-- Opening Marker --

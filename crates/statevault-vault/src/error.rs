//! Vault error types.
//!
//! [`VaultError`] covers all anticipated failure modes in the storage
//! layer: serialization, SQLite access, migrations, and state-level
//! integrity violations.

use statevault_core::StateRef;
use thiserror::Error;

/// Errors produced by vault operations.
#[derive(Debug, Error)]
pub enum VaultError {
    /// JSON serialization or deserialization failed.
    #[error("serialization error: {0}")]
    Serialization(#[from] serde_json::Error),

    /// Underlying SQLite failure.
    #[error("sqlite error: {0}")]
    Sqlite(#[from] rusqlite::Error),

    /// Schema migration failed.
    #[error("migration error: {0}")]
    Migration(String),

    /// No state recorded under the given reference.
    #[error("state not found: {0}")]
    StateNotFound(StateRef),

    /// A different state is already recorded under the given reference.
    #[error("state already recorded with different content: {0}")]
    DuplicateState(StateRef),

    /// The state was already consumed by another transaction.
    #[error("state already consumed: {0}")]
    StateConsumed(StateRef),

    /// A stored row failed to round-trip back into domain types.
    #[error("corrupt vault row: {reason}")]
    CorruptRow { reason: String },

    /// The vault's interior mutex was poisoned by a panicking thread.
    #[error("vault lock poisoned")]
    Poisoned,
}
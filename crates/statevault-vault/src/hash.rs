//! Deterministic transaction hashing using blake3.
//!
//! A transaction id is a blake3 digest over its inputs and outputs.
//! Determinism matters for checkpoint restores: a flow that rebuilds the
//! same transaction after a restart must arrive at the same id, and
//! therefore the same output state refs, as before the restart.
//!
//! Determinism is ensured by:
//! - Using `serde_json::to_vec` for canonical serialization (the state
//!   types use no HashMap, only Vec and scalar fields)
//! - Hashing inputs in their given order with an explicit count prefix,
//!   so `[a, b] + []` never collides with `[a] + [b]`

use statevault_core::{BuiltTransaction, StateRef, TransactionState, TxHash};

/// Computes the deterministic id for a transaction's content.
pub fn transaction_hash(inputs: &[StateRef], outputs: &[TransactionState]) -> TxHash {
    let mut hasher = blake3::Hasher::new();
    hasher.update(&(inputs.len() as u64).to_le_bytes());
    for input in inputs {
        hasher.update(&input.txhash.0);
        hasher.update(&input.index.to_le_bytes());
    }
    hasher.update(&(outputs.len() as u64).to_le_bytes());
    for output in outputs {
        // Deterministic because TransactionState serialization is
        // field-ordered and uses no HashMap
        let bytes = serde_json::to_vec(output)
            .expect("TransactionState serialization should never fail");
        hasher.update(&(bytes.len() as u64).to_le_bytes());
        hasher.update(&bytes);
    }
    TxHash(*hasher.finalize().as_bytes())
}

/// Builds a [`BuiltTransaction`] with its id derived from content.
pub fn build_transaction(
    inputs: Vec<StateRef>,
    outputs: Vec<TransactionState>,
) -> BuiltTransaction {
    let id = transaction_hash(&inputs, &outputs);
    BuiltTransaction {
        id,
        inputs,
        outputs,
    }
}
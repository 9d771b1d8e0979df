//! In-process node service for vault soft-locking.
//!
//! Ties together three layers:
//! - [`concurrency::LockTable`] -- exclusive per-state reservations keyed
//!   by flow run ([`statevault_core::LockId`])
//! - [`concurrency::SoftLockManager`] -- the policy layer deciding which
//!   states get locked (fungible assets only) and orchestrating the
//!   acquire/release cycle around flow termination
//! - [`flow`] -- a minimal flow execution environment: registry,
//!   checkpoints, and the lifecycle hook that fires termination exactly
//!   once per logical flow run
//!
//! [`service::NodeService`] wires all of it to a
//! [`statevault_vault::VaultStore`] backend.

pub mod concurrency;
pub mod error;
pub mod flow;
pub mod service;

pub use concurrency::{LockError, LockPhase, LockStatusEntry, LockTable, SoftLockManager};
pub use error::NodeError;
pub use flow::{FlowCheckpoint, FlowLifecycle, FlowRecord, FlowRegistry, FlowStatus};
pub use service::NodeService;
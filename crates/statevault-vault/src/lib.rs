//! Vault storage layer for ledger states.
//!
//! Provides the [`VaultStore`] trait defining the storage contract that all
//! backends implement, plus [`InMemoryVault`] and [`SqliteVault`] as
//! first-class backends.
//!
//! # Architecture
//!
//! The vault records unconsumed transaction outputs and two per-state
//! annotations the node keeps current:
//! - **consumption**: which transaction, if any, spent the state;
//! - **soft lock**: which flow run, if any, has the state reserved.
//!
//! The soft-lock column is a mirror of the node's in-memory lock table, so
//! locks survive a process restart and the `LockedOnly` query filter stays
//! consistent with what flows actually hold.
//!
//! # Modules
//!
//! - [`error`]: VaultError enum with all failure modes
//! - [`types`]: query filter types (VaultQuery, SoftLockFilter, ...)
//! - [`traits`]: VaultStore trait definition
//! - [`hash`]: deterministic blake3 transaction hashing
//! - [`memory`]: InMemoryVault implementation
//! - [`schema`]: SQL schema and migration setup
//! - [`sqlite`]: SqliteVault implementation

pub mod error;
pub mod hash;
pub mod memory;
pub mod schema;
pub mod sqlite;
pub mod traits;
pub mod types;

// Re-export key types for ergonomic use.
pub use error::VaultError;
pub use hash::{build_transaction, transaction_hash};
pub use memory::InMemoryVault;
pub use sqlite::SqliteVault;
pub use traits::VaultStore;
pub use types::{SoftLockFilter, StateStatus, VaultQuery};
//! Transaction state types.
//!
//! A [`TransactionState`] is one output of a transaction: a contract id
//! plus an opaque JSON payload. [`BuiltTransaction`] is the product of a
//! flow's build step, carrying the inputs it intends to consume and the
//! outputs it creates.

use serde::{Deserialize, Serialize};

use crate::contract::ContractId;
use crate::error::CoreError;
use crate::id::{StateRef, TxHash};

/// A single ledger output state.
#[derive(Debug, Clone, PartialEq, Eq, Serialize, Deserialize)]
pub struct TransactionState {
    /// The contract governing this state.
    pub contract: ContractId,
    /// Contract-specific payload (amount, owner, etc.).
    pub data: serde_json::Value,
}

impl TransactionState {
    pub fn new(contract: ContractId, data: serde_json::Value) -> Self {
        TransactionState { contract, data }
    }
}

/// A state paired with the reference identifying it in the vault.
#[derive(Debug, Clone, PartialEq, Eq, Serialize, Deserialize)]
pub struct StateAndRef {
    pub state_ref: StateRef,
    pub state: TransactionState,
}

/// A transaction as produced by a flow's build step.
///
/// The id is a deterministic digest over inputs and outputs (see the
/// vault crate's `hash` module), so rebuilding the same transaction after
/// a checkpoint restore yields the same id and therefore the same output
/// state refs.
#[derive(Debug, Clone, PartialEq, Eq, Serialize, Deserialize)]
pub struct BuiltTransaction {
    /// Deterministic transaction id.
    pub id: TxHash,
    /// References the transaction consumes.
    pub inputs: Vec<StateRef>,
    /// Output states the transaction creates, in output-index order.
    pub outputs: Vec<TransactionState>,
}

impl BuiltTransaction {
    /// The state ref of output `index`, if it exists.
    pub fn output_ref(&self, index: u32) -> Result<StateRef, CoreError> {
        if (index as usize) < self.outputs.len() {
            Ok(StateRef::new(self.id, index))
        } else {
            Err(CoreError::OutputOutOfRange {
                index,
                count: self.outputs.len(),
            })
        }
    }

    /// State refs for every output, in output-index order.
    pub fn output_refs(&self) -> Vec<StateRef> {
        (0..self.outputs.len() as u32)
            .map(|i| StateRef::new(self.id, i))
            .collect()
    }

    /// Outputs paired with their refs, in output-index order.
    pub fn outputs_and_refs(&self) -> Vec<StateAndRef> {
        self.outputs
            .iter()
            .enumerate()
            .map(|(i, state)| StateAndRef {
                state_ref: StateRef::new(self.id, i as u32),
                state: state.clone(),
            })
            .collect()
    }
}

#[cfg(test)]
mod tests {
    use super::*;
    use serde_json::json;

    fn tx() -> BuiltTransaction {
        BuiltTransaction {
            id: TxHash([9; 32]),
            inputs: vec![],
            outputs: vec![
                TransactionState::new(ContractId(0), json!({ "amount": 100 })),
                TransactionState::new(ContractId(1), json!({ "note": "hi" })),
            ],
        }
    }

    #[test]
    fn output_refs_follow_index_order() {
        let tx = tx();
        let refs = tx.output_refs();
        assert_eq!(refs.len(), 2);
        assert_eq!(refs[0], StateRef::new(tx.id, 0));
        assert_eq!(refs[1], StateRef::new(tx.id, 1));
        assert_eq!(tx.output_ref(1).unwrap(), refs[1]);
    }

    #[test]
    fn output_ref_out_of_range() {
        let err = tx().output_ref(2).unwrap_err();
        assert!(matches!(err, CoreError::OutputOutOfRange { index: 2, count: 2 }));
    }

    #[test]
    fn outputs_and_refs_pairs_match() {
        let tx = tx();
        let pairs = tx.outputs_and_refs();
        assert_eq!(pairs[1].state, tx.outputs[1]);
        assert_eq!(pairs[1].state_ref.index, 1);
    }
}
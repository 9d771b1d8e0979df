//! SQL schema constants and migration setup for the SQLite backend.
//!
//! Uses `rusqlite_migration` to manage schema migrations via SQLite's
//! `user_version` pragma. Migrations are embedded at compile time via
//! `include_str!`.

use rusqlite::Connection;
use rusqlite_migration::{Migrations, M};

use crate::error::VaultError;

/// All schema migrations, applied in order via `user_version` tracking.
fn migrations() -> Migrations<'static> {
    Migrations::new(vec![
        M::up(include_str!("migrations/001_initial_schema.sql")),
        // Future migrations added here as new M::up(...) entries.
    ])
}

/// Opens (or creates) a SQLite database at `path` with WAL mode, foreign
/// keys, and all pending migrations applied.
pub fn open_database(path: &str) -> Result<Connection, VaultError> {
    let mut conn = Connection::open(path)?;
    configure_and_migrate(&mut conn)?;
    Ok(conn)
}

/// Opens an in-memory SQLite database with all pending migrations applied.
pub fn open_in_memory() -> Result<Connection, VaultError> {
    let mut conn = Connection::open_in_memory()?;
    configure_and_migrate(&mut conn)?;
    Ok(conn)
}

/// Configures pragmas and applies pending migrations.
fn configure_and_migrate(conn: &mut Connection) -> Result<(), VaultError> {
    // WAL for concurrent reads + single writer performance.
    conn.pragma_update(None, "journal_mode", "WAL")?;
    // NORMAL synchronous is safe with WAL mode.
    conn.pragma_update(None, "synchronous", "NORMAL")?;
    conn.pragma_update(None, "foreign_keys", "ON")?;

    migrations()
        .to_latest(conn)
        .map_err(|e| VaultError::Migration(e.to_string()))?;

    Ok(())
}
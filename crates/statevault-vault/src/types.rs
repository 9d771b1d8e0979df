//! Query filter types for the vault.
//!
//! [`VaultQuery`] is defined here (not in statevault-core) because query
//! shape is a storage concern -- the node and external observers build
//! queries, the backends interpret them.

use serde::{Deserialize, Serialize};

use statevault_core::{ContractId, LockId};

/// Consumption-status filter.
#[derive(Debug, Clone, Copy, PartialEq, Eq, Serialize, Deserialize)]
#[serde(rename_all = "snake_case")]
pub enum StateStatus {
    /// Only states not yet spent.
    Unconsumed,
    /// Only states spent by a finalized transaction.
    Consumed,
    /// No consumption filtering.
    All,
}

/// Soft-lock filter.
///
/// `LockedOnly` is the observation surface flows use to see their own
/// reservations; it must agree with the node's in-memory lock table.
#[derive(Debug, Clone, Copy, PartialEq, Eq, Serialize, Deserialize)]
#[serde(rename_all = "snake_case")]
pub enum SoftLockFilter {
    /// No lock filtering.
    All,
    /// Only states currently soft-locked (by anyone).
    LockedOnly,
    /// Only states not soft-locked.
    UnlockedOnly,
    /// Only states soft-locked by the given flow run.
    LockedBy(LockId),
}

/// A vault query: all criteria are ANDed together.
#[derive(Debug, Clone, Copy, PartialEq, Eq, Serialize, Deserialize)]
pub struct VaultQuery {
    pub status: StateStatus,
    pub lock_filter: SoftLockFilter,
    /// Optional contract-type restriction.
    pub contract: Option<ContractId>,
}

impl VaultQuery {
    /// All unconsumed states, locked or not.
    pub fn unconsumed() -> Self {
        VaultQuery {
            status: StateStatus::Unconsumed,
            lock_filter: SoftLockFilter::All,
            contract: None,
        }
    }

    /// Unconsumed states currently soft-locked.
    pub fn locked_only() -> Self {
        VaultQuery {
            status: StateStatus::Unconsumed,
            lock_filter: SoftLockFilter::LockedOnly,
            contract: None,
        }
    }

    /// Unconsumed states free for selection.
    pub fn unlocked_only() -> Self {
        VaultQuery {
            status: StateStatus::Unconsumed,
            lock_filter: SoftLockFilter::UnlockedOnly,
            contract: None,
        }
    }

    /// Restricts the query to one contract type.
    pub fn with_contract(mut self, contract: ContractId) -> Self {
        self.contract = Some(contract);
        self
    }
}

-- Closing Marker --

> _DESCRIPTION OF THE TASK_:
This exercise requires the lines of the entries containing the string "OutputOutOfRange".

> _RESPONSE TO THIS TASK_:
            Err(CoreError::OutputOutOfRange {
        assert!(matches!(err, CoreError::OutputOutOfRange { index: 2, count: 2 }));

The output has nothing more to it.